Print-In-Place (Part 3): Cylinder Bearings Design and Testing

The Decision

I decided on the cylinder version; it may have been objectively a worse choice, but it looked like fun. I made some notes and sketches, then turned them into a technical drawing, complete with dimensions and views. The basic idea was the same as that of the tutorial, though with a track instead of a torus, and an added cage to keep the cylinders from touching one another. Please ignore the coffee stains; it was the last page in my sketchbook for a reason.

Technical Drawing on a Dilapidated Page

I was working on the cage, a holed disk sandwiched between the top and bottom layers, when I realized that these cylinders were aligned on the wrong axis to be moving any sort of load. Given their position relative to the rims, the only parts of them that were exposed were their tops and bottoms, which would spin in circles. They would probably stop moving at all rather quickly, as they can’t possibly move in the same direction and still spin the plate.

I could do the design without the cover. Normally that would be a disaster, as the cylinders would go flying, but earlier I saw this amazing design for 3D printing ball bearings on How to Make 3D Printed Ball Bearings. I want to modify it, plus make it print in place.

I am sure I can make a coverless version, and it will be cool. It won’t be the Lazy Susan base I had in mind, I’ll do that next, but this one looks too good to pass up. I particularly liked the idea of having ball bearings on the outside, letting the cage double as an outer ring.

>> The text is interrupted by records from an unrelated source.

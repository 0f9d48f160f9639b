//! C4 — partitions a decided worker set into capacity-bounded scheduling groups.
//!
//! Grounded on `DefaultGroupGenerator.cpp`: partition by role, reject empty
//! P&D-with-no-flex or over-capacity sets, compute `groupCount =
//! ceil(N / maxGroupSize)`, then assign each role's workers round-robin into
//! groups with the Decode assignment offset by the Prefill count.

use crate::core::{WorkerId, WorkerRole};
use crate::errors::{CoordinatorError, Feature, Module, Result};

/// `maxGroupSize` for single-host vs. multi-host deployments.
pub const MAX_GROUP_SIZE_SINGLE_HOST: u32 = 16;
pub const MAX_GROUP_SIZE_MULTI_HOST: u32 = 768;

#[derive(Debug, Clone, Default, PartialEq, Eq)]
pub struct Group {
    pub prefill: Vec<WorkerId>,
    pub decode: Vec<WorkerId>,
    pub flex: Vec<WorkerId>,
}

#[derive(Debug, Clone)]
pub struct Candidate {
    pub id: WorkerId,
    pub role: WorkerRole,
}

pub struct GroupGenerator;

impl GroupGenerator {
    pub fn generate(candidates: &[Candidate], max_group_size: u32) -> Result<Vec<Group>> {
        let mut prefill_ids = Vec::new();
        let mut decode_ids = Vec::new();
        let mut flex_ids = Vec::new();
        for candidate in candidates {
            match candidate.role {
                WorkerRole::Prefill => prefill_ids.push(candidate.id),
                WorkerRole::Decode => decode_ids.push(candidate.id),
                WorkerRole::Flex => flex_ids.push(candidate.id),
                WorkerRole::Undefined => {
                    tracing::warn!(worker_id = %candidate.id, "ignoring undefined-role worker in group generation");
                }
            }
        }

        let total = (prefill_ids.len() + decode_ids.len() + flex_ids.len()) as u32;
        let prefill_or_decode_empty = prefill_ids.is_empty() || decode_ids.is_empty();
        if (prefill_or_decode_empty && flex_ids.is_empty()) || total > max_group_size {
            return Err(CoordinatorError::InvalidInput {
                module: Module::GroupGenerator,
                feature: Feature::Partition,
                message: format!(
                    "invalid partition: {} prefill, {} decode, {} flex workers (max_group_size={max_group_size})",
                    prefill_ids.len(),
                    decode_ids.len(),
                    flex_ids.len()
                ),
            });
        }

        let group_count = total.div_ceil(max_group_size);
        if group_count == 0 {
            return Err(CoordinatorError::InvalidParameter {
                module: Module::GroupGenerator,
                feature: Feature::Partition,
                message: "computed group count is zero".into(),
            });
        }

        let mut groups = vec![Group::default(); group_count as usize];
        let prefill_count = prefill_ids.len() as u32;

        for (i, id) in prefill_ids.into_iter().enumerate() {
            let group_id = (i as u32) % group_count;
            groups[group_id as usize].prefill.push(id);
        }
        for (j, id) in decode_ids.into_iter().enumerate() {
            let group_id = ((j as u32) + prefill_count) % group_count;
            groups[group_id as usize].decode.push(id);
        }
        for (k, id) in flex_ids.into_iter().enumerate() {
            let group_id = (k as u32) % group_count;
            groups[group_id as usize].flex.push(id);
        }

        Ok(groups)
    }
}

#[cfg(test)]
mod tests {
    use super::*;

    fn candidates(prefill: usize, decode: usize) -> Vec<Candidate> {
        let mut out = Vec::new();
        let mut id = 0u64;
        for _ in 0..prefill {
            out.push(Candidate { id: WorkerId(id), role: WorkerRole::Prefill });
            id += 1;
        }
        for _ in 0..decode {
            out.push(Candidate { id: WorkerId(id), role: WorkerRole::Decode });
            id += 1;
        }
        out
    }

    #[test]
    fn three_and_three_forms_a_single_group() {
        let groups = GroupGenerator::generate(&candidates(3, 3), MAX_GROUP_SIZE_SINGLE_HOST).unwrap();
        assert_eq!(groups.len(), 1);
        assert_eq!(groups[0].prefill.len(), 3);
        assert_eq!(groups[0].decode.len(), 3);
    }

    #[test]
    fn fifteen_prefill_one_decode_fits_one_group_of_sixteen() {
        let groups = GroupGenerator::generate(&candidates(15, 1), MAX_GROUP_SIZE_SINGLE_HOST).unwrap();
        assert_eq!(groups.len(), 1);
        assert_eq!(groups[0].prefill.len() + groups[0].decode.len(), 16);
    }

    #[test]
    fn fifteen_prefill_two_decode_is_rejected() {
        let result = GroupGenerator::generate(&candidates(15, 2), MAX_GROUP_SIZE_SINGLE_HOST);
        assert!(matches!(result, Err(CoordinatorError::InvalidInput { .. })));
    }

    #[test]
    fn six_prefill_three_decode_forms_one_mixed_group() {
        let groups = GroupGenerator::generate(&candidates(6, 3), MAX_GROUP_SIZE_SINGLE_HOST).unwrap();
        assert_eq!(groups.len(), 1);
        assert_eq!(groups[0].prefill.len(), 6);
        assert_eq!(groups[0].decode.len(), 3);
    }

    #[test]
    fn no_prefill_no_decode_no_flex_is_rejected() {
        let result = GroupGenerator::generate(&[], MAX_GROUP_SIZE_SINGLE_HOST);
        assert!(matches!(result, Err(CoordinatorError::InvalidInput { .. })));
    }

    #[test]
    fn union_of_groups_covers_every_input_worker_disjointly() {
        // 40 workers exceeds MAX_GROUP_SIZE_SINGLE_HOST (16) with no flex
        // workers to satisfy the reject gate, so this exercises the
        // multi-host ceiling instead.
        let input = candidates(20, 20);
        let groups = GroupGenerator::generate(&input, MAX_GROUP_SIZE_MULTI_HOST).unwrap();
        let mut seen = std::collections::HashSet::new();
        let mut total = 0;
        for g in &groups {
            assert!(g.prefill.len() + g.decode.len() + g.flex.len() <= MAX_GROUP_SIZE_MULTI_HOST as usize);
            for id in g.prefill.iter().chain(g.decode.iter()).chain(g.flex.iter()) {
                assert!(seen.insert(*id), "worker {id} assigned to more than one group");
                total += 1;
            }
        }
        assert_eq!(total, input.len());
    }
}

Here’s how I see the setup in my head: two concentric rings, each with rectangular slots of negative space all the way ‘round each ring. The cylinders will be between those rings, where the pressure will keep the set in place, though the wheels should be able to spin freely along the rims.

I’m out of sketchbook paper, that was my last sheet! I’m gonna throw something together right onto Tinkercad’s workplane; if it works I’ll formalize it and make it better. Probably on printer paper, ew.

Making the Cylinder Bearing

The earlier tutorial started with the track shape to make sure that the ball bearings were appropriately spaced; I’ll take a page from that. I slapped down a 100 mm diameter cylinder, followed by a smaller one that I changed into an eraser. I then combined the two, creating a nice wide ring shape.

Next, I’m going to change the ring into an eraser, except I’m not going to erase anything. Instead, I’m going to use the transparency of this shape to visually align the cylinders inside it, ensuring that they are a good fit. Of course, I need some cylinders first.

I grabbed a cylinder shape, leaving the diameter 20 mm, but lowering the height to 14 mm. I took this moment to lower the see-through ring shape so that it wouldn’t keep me from moving the other pieces. Five mm high should do it without affecting the ability to accurately place the cylinders.

I dropped the cylinder model onto the ring, making sure it stayed inside the ring’s boundaries. I then made a copy of the cylinder, placing it on the opposite side of the ring, centered carefully so that it didn’t touch the ring walls. I grouped the pair of cylinders, ignoring the flat empty disk below. I then duplicated the pair, and before letting go of my selection, I used the rotate tool to move the new pair 45 degrees. I repeated the duplicate/move/place step a couple more times, til I had four pairs (8 cylinders). I then grouped these together, so I had eight total cylinders all together.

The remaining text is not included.